Aug. 14, 2007, 10:51 p.m.
Posts: 3908
Joined: March 9, 2003

whoever said it first was spooooot-on…carlin dunne….three greatest movies ever are, chainsmoke stripped and hidden pleasures.

- bike sexual

Aug. 15, 2007, 12:04 a.m.
Posts: 0
Joined: Dec. 5, 2006

I'll make an assumption here…..

You want to produce a Mountain bike movie to make money.

May I suggest that most MTB film producers dont exactly start off with their eyes on the dollar.It has always felt like they just wanted to show off the cool stuff that they and their friends were doing.

Surf films have the undeniable advantage of the wave.You can never have a trail or jump evoke the same feeling that watching Tehapoo(sp?) build and break,does.Never.

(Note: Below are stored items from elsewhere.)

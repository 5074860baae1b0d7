use axum::Json;
use axum::extract::{Form, Path, Query, Request, State};
use axum::http::{StatusCode, header};
use axum::middleware::Next;
use axum::response::{IntoResponse, Response};
use serde::Deserialize;
use serde_json::json;
use subtle::ConstantTimeEq;

use crate::server::AppState;
use crate::vfs::FsErrorKind;
use crate::vfs::bootstrap::default_home_perms;
use crate::vfs::types::EntryPermissions;

use super::apikeys::{self, KeyError};
use super::credentials::{CredentialsEntry, check_pwd, hash_pwd};
use super::session::{
    self, AuthStatus, login_file_path, signup_file_path, sysadmin_tags,
};

const SESSION_MAX_AGE_SECS: u32 = 3600;

fn session_cookie(state: &AppState, token: &str, max_age: u32) -> String {
    let mut cookie = format!("sessid={token}; Path=/; Max-Age={max_age}; HttpOnly");
    if !state.config.domain.is_empty() {
        cookie.push_str(&format!("; Domain={}", state.config.domain));
    }
    if state.config.is_https {
        cookie.push_str("; Secure");
    }
    cookie
}

fn cookie_value(req: &Request, name: &str) -> Option<String> {
    let header = req.headers().get(header::COOKIE)?.to_str().ok()?;
    header.split(';').find_map(|pair| {
        let (k, v) = pair.trim().split_once('=')?;
        (k == name).then(|| v.to_string())
    })
}

/// Middleware: resolve the `sessid` cookie into an [`AuthStatus`] request
/// extension, or reject with 401.
pub async fn require_session(
    State(state): State<AppState>,
    mut req: Request,
    next: Next,
) -> Response {
    let Some(sess_id) = cookie_value(&req, "sessid") else {
        return StatusCode::UNAUTHORIZED.into_response();
    };

    match session::resolve_session(&state.store, &sess_id).await {
        Ok(status) => {
            req.extensions_mut().insert(status);
            next.run(req).await
        }
        Err(err) => {
            tracing::debug!(error = %err, "session resolution failed");
            StatusCode::UNAUTHORIZED.into_response()
        }
    }
}

#[derive(Deserialize)]
pub(crate) struct LoginRequest {
    username: String,
    password: String,
}

/// POST /login — verify the password against the user's login file and
/// issue a session cookie backed by `/etc/sess/<token>.sess`.
pub(crate) async fn login(
    State(state): State<AppState>,
    Json(req): Json<LoginRequest>,
) -> Response {
    let credentials = match session::load_credentials(&state.store, &req.username).await {
        Ok(c) => c,
        Err(err) => {
            tracing::debug!(username = %req.username, error = %err, "login lookup failed");
            return StatusCode::UNAUTHORIZED.into_response();
        }
    };

    if !check_pwd(&credentials.password, &req.password) {
        return StatusCode::UNAUTHORIZED.into_response();
    }

    let token = match session::create_session(&state.store, &req.username).await {
        Ok(t) => t,
        Err(err) => {
            tracing::error!(error = %err, "failed to create session");
            return StatusCode::INTERNAL_SERVER_ERROR.into_response();
        }
    };

    tracing::info!(username = %req.username, "login");
    (
        StatusCode::OK,
        [(
            header::SET_COOKIE,
            session_cookie(&state, &token, SESSION_MAX_AGE_SECS),
        )],
    )
        .into_response()
}

/// POST /logout — drop the session file and expire the cookie.
pub(crate) async fn logout(
    State(state): State<AppState>,
    axum::Extension(auth): axum::Extension<AuthStatus>,
) -> Response {
    if let Err(err) = session::remove_session(&state.store, &auth.sess_id).await {
        tracing::warn!(error = %err, "logout failed to remove session file");
    }
    (
        StatusCode::OK,
        [(header::SET_COOKIE, session_cookie(&state, "", 0))],
    )
        .into_response()
}

/// GET /auth/status — what the middleware resolved for this caller.
pub(crate) async fn auth_status(
    axum::Extension(auth): axum::Extension<AuthStatus>,
) -> impl IntoResponse {
    Json(json!({ "username": auth.username, "tags": auth.tags }))
}

#[derive(Deserialize)]
pub(crate) struct SignupTokenQuery {
    token: String,
}

async fn username_taken(state: &AppState, username: &str) -> Result<bool, StatusCode> {
    let login_path = login_file_path(username).map_err(|_| StatusCode::BAD_REQUEST)?;
    let home_path = crate::vfs::path::abs_path("/home", username)
        .map_err(|_| StatusCode::BAD_REQUEST)?;
    if !home_path.starts_with("/home/") {
        return Err(StatusCode::BAD_REQUEST);
    }

    for path in [login_path, home_path] {
        match state.store.lookup(Some(&sysadmin_tags()), &path).await {
            Ok(_) => return Ok(true),
            Err(err) if err.kind() == FsErrorKind::NotExist => continue,
            Err(err) => {
                tracing::error!(error = %err, "username availability lookup failed");
                return Err(StatusCode::INTERNAL_SERVER_ERROR);
            }
        }
    }
    Ok(false)
}

/// GET /signup/check-username/{username}?token=... — validate the signup
/// token exists and the username is free.
pub(crate) async fn signup_check_username(
    State(state): State<AppState>,
    Path(username): Path<String>,
    Query(query): Query<SignupTokenQuery>,
) -> StatusCode {
    let Ok(token_path) = signup_file_path(&query.token) else {
        return StatusCode::UNAUTHORIZED;
    };
    if state
        .store
        .lookup(Some(&sysadmin_tags()), &token_path)
        .await
        .is_err()
    {
        return StatusCode::UNAUTHORIZED;
    }
    if username.is_empty() {
        return StatusCode::BAD_REQUEST;
    }

    match username_taken(&state, &username).await {
        Ok(true) => StatusCode::CONFLICT,
        Ok(false) => StatusCode::OK,
        Err(code) => code,
    }
}

/// Body of a `/etc/passwd/<token>.signup` file. Unknown fields become the
/// new user's `user.profile`.
#[derive(Deserialize)]
struct SignupFile {
    #[serde(default)]
    tags: Vec<String>,
    #[serde(default)]
    home_permissions: Option<EntryPermissions>,
    #[serde(flatten)]
    profile: serde_yaml::Mapping,
}

#[derive(Deserialize)]
pub(crate) struct SignupRequest {
    username: String,
    password: String,
    token: String,
}

/// POST /signup — consume a single-use signup token: create the login
/// file, home directory, `user.profile`, and a session.
pub(crate) async fn signup(
    State(state): State<AppState>,
    Json(req): Json<SignupRequest>,
) -> Response {
    let admin = sysadmin_tags();

    let Ok(token_path) = signup_file_path(&req.token) else {
        return StatusCode::UNAUTHORIZED.into_response();
    };
    let signup_bytes = match state.store.lookup_read_all(Some(&admin), &token_path).await {
        Ok(bytes) => bytes,
        Err(err) => {
            tracing::debug!(error = %err, "signup token lookup failed");
            return StatusCode::UNAUTHORIZED.into_response();
        }
    };
    let signup_file: SignupFile = match serde_yaml::from_slice(&signup_bytes) {
        Ok(f) => f,
        Err(err) => {
            tracing::warn!(error = %err, "signup token contains invalid YAML");
            return StatusCode::UNAUTHORIZED.into_response();
        }
    };
    if signup_file.tags.is_empty() {
        tracing::warn!("signup token has no tags");
        return StatusCode::UNAUTHORIZED.into_response();
    }

    match username_taken(&state, &req.username).await {
        Ok(false) => {}
        Ok(true) => return StatusCode::CONFLICT.into_response(),
        Err(code) => return code.into_response(),
    }

    let password_hash = match hash_pwd(&req.password) {
        Ok(h) => h,
        Err(err) => {
            tracing::error!(error = %err, "failed to hash password");
            return StatusCode::INTERNAL_SERVER_ERROR.into_response();
        }
    };

    // Beyond this point the caller is authenticated as "may sign up with
    // these tags".
    let owner_tag = format!("user-{}", req.username);
    let mut user_tags = signup_file.tags.clone();
    user_tags.push(owner_tag.clone());
    let home_perms = signup_file
        .home_permissions
        .unwrap_or_else(|| default_home_perms(&owner_tag));

    let result: crate::vfs::FsResult<String> = async {
        let entry = CredentialsEntry {
            password: password_hash,
            tags: user_tags.clone(),
        };
        session::store_credentials(&state.store, &req.username, &entry).await?;

        let home_root = state.store.lookup(Some(&admin), "/home").await?;
        let user_home = state
            .store
            .write_directory(None, home_root.id, &req.username, Some(home_perms))
            .await?;

        let profile_yaml = serde_yaml::to_string(&signup_file.profile)
            .map_err(|e| crate::vfs::FsError::Invalid(format!("profile YAML: {e}")))?;
        state
            .store
            .write_file_contents(None, user_home.id, "user.profile", profile_yaml.as_bytes())
            .await?;

        let passwd_dir = state.store.lookup(Some(&admin), "/etc/passwd").await?;
        state
            .store
            .remove_child(Some(&admin), passwd_dir.id, &format!("{}.signup", req.token))
            .await?;

        session::create_session(&state.store, &req.username).await
    }
    .await;

    match result {
        Ok(token) => {
            tracing::info!(username = %req.username, "signup complete");
            (
                StatusCode::OK,
                [(
                    header::SET_COOKIE,
                    session_cookie(&state, &token, SESSION_MAX_AGE_SECS),
                )],
            )
                .into_response()
        }
        Err(err) => {
            tracing::error!(error = %err, "signup failed");
            StatusCode::INTERNAL_SERVER_ERROR.into_response()
        }
    }
}

/// All fields optional so a missing one reaches the handler body and gets
/// the same 401 as bad credentials, never an extractor rejection.
#[derive(Deserialize)]
pub(crate) struct MqttCheckRequest {
    clientid: Option<String>,
    username: Option<String>,
    password: Option<String>,
}

/// POST /auth/mqtt-check — credential check endpoint for the broker. The
/// telemetry ingest client authenticates with the process-wide MQTT key;
/// everyone else against their login file, and must carry `edge-node`.
pub(crate) async fn mqtt_check(
    State(state): State<AppState>,
    Form(req): Form<MqttCheckRequest>,
) -> StatusCode {
    let (Some(clientid), Some(username), Some(password)) =
        (req.clientid, req.username, req.password)
    else {
        return StatusCode::UNAUTHORIZED;
    };

    if clientid == "telegraf-mqtt" {
        let key = &state.config.mqtt_key;
        let ok = !key.is_empty() && bool::from(key.as_bytes().ct_eq(password.as_bytes()));
        if ok {
            return StatusCode::OK;
        }
        tracing::warn!("mqtt env-key authentication rejected");
        return StatusCode::UNAUTHORIZED;
    }

    let credentials = match session::load_credentials(&state.store, &username).await {
        Ok(c) => c,
        Err(err) => {
            tracing::debug!(username = %username, error = %err, "mqtt login lookup failed");
            return StatusCode::UNAUTHORIZED;
        }
    };
    if !check_pwd(&credentials.password, &password) {
        return StatusCode::UNAUTHORIZED;
    }
    if !credentials.tags.iter().any(|t| t == "edge-node") {
        tracing::debug!(username = %username, "mqtt auth for non-edge-node user");
        return StatusCode::UNAUTHORIZED;
    }
    StatusCode::OK
}

/// GET /auth/key-status — probe endpoint for `Authorization: Bearer
/// <api-key>` callers. Accepts iff the key verifies against a stored
/// record.
pub(crate) async fn key_status(State(state): State<AppState>, req: Request) -> Response {
    let bearer = req
        .headers()
        .get(header::AUTHORIZATION)
        .and_then(|v| v.to_str().ok())
        .and_then(|v| v.strip_prefix("Bearer "));
    let Some(presented) = bearer else {
        return StatusCode::UNAUTHORIZED.into_response();
    };

    match apikeys::authenticate(state.api_keys.as_ref(), presented).await {
        Ok(key) => Json(json!({
            "id": key.id.to_hex(),
            "edge_id": key.edge_id.map(|id| id.to_hex()),
        }))
        .into_response(),
        Err(KeyError::NotExist | KeyError::Invalid) => StatusCode::UNAUTHORIZED.into_response(),
        Err(KeyError::Backend(err)) => {
            tracing::error!(error = %err, "key status backend failure");
            StatusCode::INTERNAL_SERVER_ERROR.into_response()
        }
    }
}

/// Optional for the same reason as [`MqttCheckRequest`]: absent fields are
/// an auth failure, not a malformed request.
#[derive(Deserialize)]
pub(crate) struct KeyCheckRequest {
    username: Option<String>,
    password: Option<String>,
}

/// POST /auth/key-check — form-based API key verification where the key is
/// presented as both username and password.
pub(crate) async fn key_check(
    State(state): State<AppState>,
    Form(req): Form<KeyCheckRequest>,
) -> StatusCode {
    let (Some(username), Some(password)) = (req.username, req.password) else {
        return StatusCode::UNAUTHORIZED;
    };
    if username != password {
        return StatusCode::UNAUTHORIZED;
    }
    match apikeys::authenticate(state.api_keys.as_ref(), &username).await {
        Ok(_) => StatusCode::OK,
        Err(KeyError::NotExist | KeyError::Invalid) => StatusCode::UNAUTHORIZED,
        Err(KeyError::Backend(err)) => {
            tracing::error!(error = %err, "key check backend failure");
            StatusCode::INTERNAL_SERVER_ERROR
        }
    }
}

In a surf film,the power of the water is always the star…the rider just plays a supporting role.Everyone can relate to a wave…..not so much with a sick line down a mountain.

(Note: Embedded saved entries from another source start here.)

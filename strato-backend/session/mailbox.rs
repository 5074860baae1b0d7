use std::sync::{Arc, Mutex};

use tokio::sync::mpsc;

/// Lossless, order-preserving queue: sends never block and never fail while
/// the mailbox is open, so a slow consumer (a blocked socket write, a paused
/// client) cannot back-pressure the producer. Closing the input flushes
/// whatever is buffered before the receiver sees end-of-stream.
pub struct Mailbox<T> {
    tx: Arc<Mutex<Option<mpsc::UnboundedSender<T>>>>,
}

impl<T> Clone for Mailbox<T> {
    fn clone(&self) -> Self {
        Mailbox {
            tx: self.tx.clone(),
        }
    }
}

pub struct MailboxReceiver<T> {
    rx: mpsc::UnboundedReceiver<T>,
}

pub fn mailbox<T>() -> (Mailbox<T>, MailboxReceiver<T>) {
    let (tx, rx) = mpsc::unbounded_channel();
    (
        Mailbox {
            tx: Arc::new(Mutex::new(Some(tx))),
        },
        MailboxReceiver { rx },
    )
}

impl<T> Mailbox<T> {
    /// Enqueue an item. Returns false if the mailbox was closed or the
    /// receiver dropped; the item is discarded in that case.
    pub fn send(&self, item: T) -> bool {
        let guard = self.tx.lock().unwrap();
        match guard.as_ref() {
            Some(tx) => tx.send(item).is_ok(),
            None => false,
        }
    }

    /// Close the input. Items already queued still reach the receiver.
    /// Every clone of this mailbox observes the close.
    pub fn close(&self) {
        self.tx.lock().unwrap().take();
    }

    pub fn is_closed(&self) -> bool {
        match self.tx.lock().unwrap().as_ref() {
            Some(tx) => tx.is_closed(),
            None => true,
        }
    }
}

impl<T> MailboxReceiver<T> {
    /// Next item, or None once the mailbox is closed and drained.
    pub async fn recv(&mut self) -> Option<T> {
        self.rx.recv().await
    }

    /// Non-blocking variant for drain loops.
    pub fn try_recv(&mut self) -> Option<T> {
        self.rx.try_recv().ok()
    }
}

…dammit….now I have to go ahead and schedule a surf trip……thanks!

i Agree with you.
i also think that, in order for a mtb film to be successful you'll need to Cater .. not just to Riders but to Everyday people..and Its sooooo Hard to do that..
i see the collective crew tried it.. i guess they did O.K but .. rolling in it? no.
Big D.. does not just MTBing.. but all sports.. rolling in it? who knows.. probly not.
a friend of mine Bali strickland who sighned big dollar contracts with billabong
still really did not break through.. even though they sold thousands of copies of frame lines etc etc… and thats the SURF industry.. he ended up shooting dolphins for the discovery channel and make 10times more with less work.

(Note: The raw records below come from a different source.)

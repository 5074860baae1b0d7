use async_trait::async_trait;

use crate::auth::credentials::{check_pwd, hash_pwd};
use crate::auth::session::{load_credentials, store_credentials};

use super::{Command, CommandContext};

/// `change-password OLD NEW` — verify the old password against the login
/// file and rewrite it with the new hash.
pub struct CmdChangePassword;

#[async_trait]
impl Command for CmdChangePassword {
    fn identifier(&self) -> &'static str {
        "change-password"
    }

    async fn run(&self, ctx: &mut CommandContext) -> i32 {
        if ctx.args.len() != 3 {
            return ctx
                .fail("usage: change-password <old_password> <new_password>")
                .await;
        }
        let old_password = ctx.args[1].clone();
        let new_password = ctx.args[2].clone();

        let mut credentials = match load_credentials(&ctx.store, &ctx.auth.username).await {
            Ok(c) => c,
            Err(err) => {
                tracing::warn!(error = %err, "failed to read login file");
                return ctx.fail("failed to get current user's credentials").await;
            }
        };

        if !check_pwd(&credentials.password, &old_password) {
            return ctx.fail("incorrect password").await;
        }

        credentials.password = match hash_pwd(&new_password) {
            Ok(h) => h,
            Err(_) => return ctx.fail("failed to hash pwd").await,
        };

        match store_credentials(&ctx.store, &ctx.auth.username, &credentials).await {
            Ok(()) => 0,
            Err(err) => {
                tracing::warn!(error = %err, "failed to rewrite login file");
                ctx.fail("failed to generate new login file").await
            }
        }
    }
}

#[cfg(test)]
mod tests {
    use super::super::testutil::Harness;
    use super::*;
    use crate::auth::credentials::CredentialsEntry;

    #[tokio::test]
    async fn rotates_the_password() {
        let harness = Harness::new().await;
        let auth = harness.auth("alice", &["pilot"]);
        store_credentials(
            &harness.store,
            "alice",
            &CredentialsEntry {
                password: hash_pwd("old-pw").unwrap(),
                tags: vec!["pilot".into()],
            },
        )
        .await
        .unwrap();

        let mut ctx = harness.context(&auth, &["change-password", "old-pw", "new-pw"], &[]);
        assert_eq!(CmdChangePassword.run(&mut ctx).await, 0);

        let stored = load_credentials(&harness.store, "alice").await.unwrap();
        assert!(check_pwd(&stored.password, "new-pw"));
        assert!(!check_pwd(&stored.password, "old-pw"));
        assert_eq!(stored.tags, vec!["pilot".to_string()], "tags survive");
    }

    #[tokio::test]
    async fn wrong_old_password_is_rejected() {
        let harness = Harness::new().await;
        let auth = harness.auth("alice", &["pilot"]);
        store_credentials(
            &harness.store,
            "alice",
            &CredentialsEntry {
                password: hash_pwd("right").unwrap(),
                tags: vec![],
            },
        )
        .await
        .unwrap();

        let mut ctx = harness.context(&auth, &["change-password", "wrong", "new"], &[]);
        assert_eq!(CmdChangePassword.run(&mut ctx).await, 1);

        let stored = load_credentials(&harness.store, "alice").await.unwrap();
        assert!(check_pwd(&stored.password, "right"));
    }

    #[tokio::test]
    async fn usage_errors() {
        let harness = Harness::new().await;
        let auth = harness.auth("alice", &[]);
        let mut ctx = harness.context(&auth, &["change-password", "only-one"], &[]);
        assert_eq!(CmdChangePassword.run(&mut ctx).await, 1);
    }
}
use std::collections::HashMap;

/// A flag's default, which also fixes its type: bool flags are switches,
/// string flags consume the following argument.
#[derive(Debug, Clone, PartialEq)]
pub enum FlagValue {
    Bool(bool),
    Str(String),
}

impl FlagValue {
    pub fn as_bool(&self) -> bool {
        matches!(self, FlagValue::Bool(true))
    }

    pub fn as_str(&self) -> &str {
        match self {
            FlagValue::Str(s) => s,
            FlagValue::Bool(_) => "",
        }
    }
}

pub struct OptionDescriptor {
    pub identifier: &'static str,
    pub aliases: &'static [&'static str],
    pub default: FlagValue,
}

/// Parse `args` against the descriptors. Returns flag values by identifier
/// plus the positional leftovers. Supports long flags (`--delay 5`), short
/// switches grouped (`-rf`), a short value flag in final position of a
/// group (`-d 5`), and `--` to end flag parsing.
pub fn parse_args(
    options: &[OptionDescriptor],
    args: &[String],
) -> Result<(HashMap<&'static str, FlagValue>, Vec<String>), String> {
    let mut mapping: HashMap<&'static str, FlagValue> = HashMap::new();
    let mut leftovers: Vec<String> = Vec::new();

    for option in options {
        if mapping.contains_key(option.identifier) {
            return Err("incorrect config setup: options have duplicate identifiers".into());
        }
        mapping.insert(option.identifier, option.default.clone());
    }

    let find = |name: &str| options.iter().find(|o| o.aliases.contains(&name));

    let mut i = 0;
    while i < args.len() {
        let current = &args[i];
        if current.is_empty() {
            i += 1;
            continue;
        }

        if !current.starts_with('-') || current.len() == 1 {
            leftovers.push(current.clone());
        } else if let Some(rest) = current.strip_prefix("--") {
            if rest.is_empty() {
                // "--": everything after is positional
                leftovers.extend(args[i + 1..].iter().cloned());
                break;
            }
            let option = find(rest).ok_or_else(|| format!("unknown flag: {current:?}"))?;
            match option.default {
                FlagValue::Bool(_) => {
                    mapping.insert(option.identifier, FlagValue::Bool(true));
                }
                FlagValue::Str(_) => {
                    if i == args.len() - 1 {
                        return Err(format!("missing flag value for {current:?}"));
                    }
                    i += 1;
                    mapping.insert(option.identifier, FlagValue::Str(args[i].clone()));
                }
            }
        } else {
            // grouped short flags
            let shorts: Vec<char> = current[1..].chars().collect();
            for (j, c) in shorts.iter().enumerate() {
                let name = c.to_string();
                let option =
                    find(&name).ok_or_else(|| format!("unknown flag: \"-{name}\""))?;
                match option.default {
                    FlagValue::Bool(_) => {
                        mapping.insert(option.identifier, FlagValue::Bool(true));
                    }
                    FlagValue::Str(_) => {
                        if j != shorts.len() - 1 {
                            return Err(format!("error: \"-{name}\" is a value flag"));
                        }
                        if i == args.len() - 1 {
                            return Err(format!("missing flag value for {current:?}"));
                        }
                        i += 1;
                        mapping.insert(option.identifier, FlagValue::Str(args[i].clone()));
                    }
                }
            }
        }
        i += 1;
    }

    Ok((mapping, leftovers))
}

bottom line: you do what you do because you love doing it.. and thats how it is in the MTB film world.

Freeride, Its whats for dinner

www.thevishfiles.com
www.ninjai.com
www.karmakula.com

Aug. 15, 2007, 5:27 a.m.
Posts: 2330
Joined: April 2, 2006

As somebody said before i think movies should get to know the riders better, its what makes the likes of drop in and stund great beacuse you get to know the riders and see them just having fun as well as riding thier bikes. i've seen all the drop in episodes over the net but i've still bought the dvd's cause they're good to watch when you can't get out for a ride and it helps support them. I'm so looking forward to the next series.

collective and Roam are excellent movies and were accepted as being new because they filmed it better and made it look great, they also had a bit of chat with the riders, albeit Jordie Lunn and the snake hole things just sounds dum! They are trying to get more personal with the riders in the next film i think.

key things, riders having fun, get to know them a bit, and make sure the filming is top quality from interesting angles, doesn't really matter what the riding is to me, if it looks good and the ridings good then i'm pretty happy to watch any type of riding.

Aug. 15, 2007, 5:37 a.m.
Posts: 3250
Joined: Dec. 3, 2002

I personally would like to see more team movies. It creates a sense of compitition as companies are constantly trying to out do each other (Or maybe they're not and it simply appears this way). Either way, it seems that in most other sports (for example, skateboarding and BMX) videos are the main source of advertising for a company an therefore they go all out in creating a great flick.

Aug. 15, 2007, 8:28 a.m.
Posts: 281
Joined: April 2, 2003

I personally would like to see more team movies. It creates a sense of compitition as companies are constantly trying to out do each other (Or maybe they're not and it simply appears this way). Either way, it seems that in most other sports (for example, skateboarding and BMX) videos are the main source of advertising for a company an therefore they go all out in creating a great flick.

New shit has come to light.

that's fucking interesting, man, that's fucking interesting

I like this idea. Travel with the teams and pit them against one another. Conflict = drama = entertainment!

And, I know that people will say that what a rider does pre-race is all confidential, but it would be great to know what racers are doing in the days before a race. How many runs? Walks? What are they studying? What are they talking about? How are they preparing for the race, or for sections of the course? Let's get in the minds of the riders!